Com Shao Kahn decidido a apagar o Plano Terreno do mapa de vez, os campeões que sobraram do primeiro filme — agora com o Johnny Cage (Karl Urban) finalmente no time — precisam se unir numa batalha sem regra, sem limite e sem margem pra erro. É a estrutura clássica de “hora de juntar a equipe pra guerra final”, mas o filme usa esse tempo pra dar profundidade a gente que no primeiro filme só apanhava pouco: Kitana, Jade, Kung Lao entram com peso de verdade na história, não só como nome pra fã reconhecer.

Os personagens

Josh Lawson como Kano continua sendo a melhor decisão de casting da franquia toda — o alívio cômico funciona exatamente onde precisa funcionar, sem quebrar o clima de porrada séria dos outros arcos. Sub-Zero (Joe Taslim) e Scorpion (Hiroyuki Sanada) mantêm a rivalidade que já era o coração emocional do primeiro filme, e Shao Kahn, vivido por Martyn Ford, chega como eu sempre quis ver um vilão de MK no cinema: gigante, ameaçador, mas com personalidade — não é só um cara grande gritando pra câmera. E o Johnny Cage do Karl Urban? Chega tarde, mas chega bem, com o ego inflado e a piada fácil que o personagem sempre teve nos jogos.

O que mudou desde o primeiro filme

Aqui está o motivo real pelo qual eu saí do cinema satisfeita: o roteiro. O primeiro reboot tinha coração, tinha visual bonito, tinha respeito pela franquia — mas tropeçava na construção de personagem, criando um protagonista do zero (Cole Young) pra guiar quem não conhecia os jogos, e sacrificando tempo de tela de nomes que os fãs quereriam ver mais, como o Goro. Mortal Kombat 2 corta esse atalho. Em vez de inventar mais um personagem-ponte, o filme confia no elenco que os jogos já deram, distribui o tempo de tela com mais critério, e deixa a mitologia falar por si.
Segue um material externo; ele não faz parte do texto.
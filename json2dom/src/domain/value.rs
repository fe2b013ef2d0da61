//! Property values assigned onto constructed elements.

use std::fmt;
use std::rc::Rc;

/// Callable reference stored in event-handler style properties.
///
/// Cloning shares the underlying function; equality is reference identity.
#[derive(Clone)]
pub struct Callback {
    name: String,
    func: Rc<dyn Fn()>,
}

impl Callback {
    pub fn new(name: impl Into<String>, func: impl Fn() + 'static) -> Self {
        Self {
            name: name.into(),
            func: Rc::new(func),
        }
    }

    /// Name the callback was registered under.
    pub fn name(&self) -> &str {
        &self.name
    }

    /// Invoke the callback.
    pub fn call(&self) {
        (self.func)()
    }

    /// True if both values refer to the same function.
    pub fn ptr_eq(&self, other: &Self) -> bool {
        Rc::ptr_eq(&self.func, &other.func)
    }
}

impl PartialEq for Callback {
    fn eq(&self, other: &Self) -> bool {
        self.ptr_eq(other)
    }
}

impl fmt::Debug for Callback {
    fn fmt(&self, f: &mut fmt::Formatter<'_>) -> fmt::Result {
        write!(f, "Callback({})", self.name)
    }
}

/// Scalar or callable value of a named property.
#[derive(Debug, Clone, PartialEq)]
pub enum PropValue {
    Null,
    Bool(bool),
    Number(f64),
    String(String),
    Handler(Callback),
}

impl PropValue {
    /// Short type name used in error messages.
    pub fn type_name(&self) -> &'static str {
        match self {
            PropValue::Null => "null",
            PropValue::Bool(_) => "boolean",
            PropValue::Number(_) => "number",
            PropValue::String(_) => "string",
            PropValue::Handler(_) => "function",
        }
    }

    /// String conversion applied when a string-typed property receives this value.
    pub fn to_display_string(&self) -> String {
        match self {
            PropValue::Null => "null".to_string(),
            PropValue::Bool(b) => b.to_string(),
            PropValue::Number(n) => format_number(*n),
            PropValue::String(s) => s.clone(),
            PropValue::Handler(cb) => format!("function {}() {{ [native code] }}", cb.name()),
        }
    }

    /// Truthiness applied when a boolean-typed property receives this value.
    pub fn truthy(&self) -> bool {
        match self {
            PropValue::Null => false,
            PropValue::Bool(b) => *b,
            PropValue::Number(n) => *n != 0.0 && !n.is_nan(),
            PropValue::String(s) => !s.is_empty(),
            PropValue::Handler(_) => true,
        }
    }

    /// Numeric conversion applied when a number-typed property receives this value.
    /// Returns NaN for values without a numeric reading.
    pub fn to_number(&self) -> f64 {
        match self {
            PropValue::Null => 0.0,
            PropValue::Bool(b) => f64::from(u8::from(*b)),
            PropValue::Number(n) => *n,
            PropValue::String(s) => {
                let trimmed = s.trim();
                if trimmed.is_empty() {
                    0.0
                } else {
                    trimmed.parse().unwrap_or(f64::NAN)
                }
            }
            PropValue::Handler(_) => f64::NAN,
        }
    }

    pub fn as_str(&self) -> Option<&str> {
        match self {
            PropValue::String(s) => Some(s),
            _ => None,
        }
    }

    pub fn as_handler(&self) -> Option<&Callback> {
        match self {
            PropValue::Handler(cb) => Some(cb),
            _ => None,
        }
    }
}

/// Formats whole numbers without a fractional part.
pub fn format_number(n: f64) -> String {
    if n.is_nan() {
        "NaN".to_string()
    } else if n.is_infinite() {
        if n > 0.0 { "Infinity" } else { "-Infinity" }.to_string()
    } else if n.fract() == 0.0 && n.abs() < 1e15 {
        format!("{}", n as i64)
    } else {
        format!("{n}")
    }
}

impl fmt::Display for PropValue {
    fn fmt(&self, f: &mut fmt::Formatter<'_>) -> fmt::Result {
        f.write_str(&self.to_display_string())
    }
}

impl From<&str> for PropValue {
    fn from(value: &str) -> Self {
        PropValue::String(value.to_string())
    }
}

impl From<String> for PropValue {
    fn from(value: String) -> Self {
        PropValue::String(value)
    }
}

impl From<bool> for PropValue {
    fn from(value: bool) -> Self {
        PropValue::Bool(value)
    }
}

impl From<f64> for PropValue {
    fn from(value: f64) -> Self {
        PropValue::Number(value)
    }
}

impl From<i32> for PropValue {
    fn from(value: i32) -> Self {
        PropValue::Number(f64::from(value))
    }
}

impl From<Callback> for PropValue {
    fn from(value: Callback) -> Self {
        PropValue::Handler(value)
    }
}

#[cfg(test)]
mod tests {
    use super::*;
    use rstest::rstest;
    use std::cell::Cell;

    #[rstest]
    #[case(PropValue::Null, "null")]
    #[case(PropValue::Bool(true), "true")]
    #[case(PropValue::Number(3.0), "3")]
    #[case(PropValue::Number(-0.5), "-0.5")]
    #[case(PropValue::Number(f64::NAN), "NaN")]
    #[case(PropValue::String("w3-input".into()), "w3-input")]
    fn test_display_string(#[case] value: PropValue, #[case] expected: &str) {
        assert_eq!(value.to_display_string(), expected);
    }

    #[rstest]
    #[case(PropValue::Null, false)]
    #[case(PropValue::Number(0.0), false)]
    #[case(PropValue::Number(f64::NAN), false)]
    #[case(PropValue::String(String::new()), false)]
    #[case(PropValue::String("false".into()), true)]
    #[case(PropValue::Bool(true), true)]
    fn test_truthy(#[case] value: PropValue, #[case] expected: bool) {
        assert_eq!(value.truthy(), expected);
    }

    #[test]
    fn test_to_number() {
        assert_eq!(PropValue::String(" 12 ".into()).to_number(), 12.0);
        assert_eq!(PropValue::String(String::new()).to_number(), 0.0);
        assert_eq!(PropValue::Bool(true).to_number(), 1.0);
        assert!(PropValue::String("abc".into()).to_number().is_nan());
    }

    #[test]
    fn given_cloned_callback_when_comparing_then_equal_by_identity() {
        let hits = std::rc::Rc::new(Cell::new(0));
        let counter = hits.clone();
        let cb = Callback::new("summon", move || counter.set(counter.get() + 1));
        let other = Callback::new("summon", || {});

        assert_eq!(cb, cb.clone());
        assert_ne!(cb, other);

        cb.clone().call();
        assert_eq!(hits.get(), 1);
    }
}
Não é um roteiro perfeito, mas é visivelmente mais maduro — dá pra sentir que alguém no estúdio prestou atenção no que funcionou e no que não funcionou da primeira vez.

Teoria cafeinada

Com Shao Kahn em campo e a franquia claramente pensando em franquia (não em filme único), eu aposto que o próximo passo é Mileena entrando com força total — o tipo de vilã que rende um arco inteiro de traição e caos dentro do próprio time de Kitana. E se Shao Kahn tiver o final que eu imagino, sobra terreno pra Motaro ou pra Kintaro ocuparem o vácuo de “novo grande ameaça” — porque uma franquia de Mortal Kombat sem escada de vilões cada vez piores não é Mortal Kombat de verdade.

Conclusão

Mortal Kombat 2 resgatou a magia que eu sentia falta desde o primeiro filme, acertou a mão no humor com o Kano e, principalmente, entregou um roteiro que respeita a inteligência de quem já conhece a franquia há décadas. Não é flawless, mas é a evolução que essa saga precisava.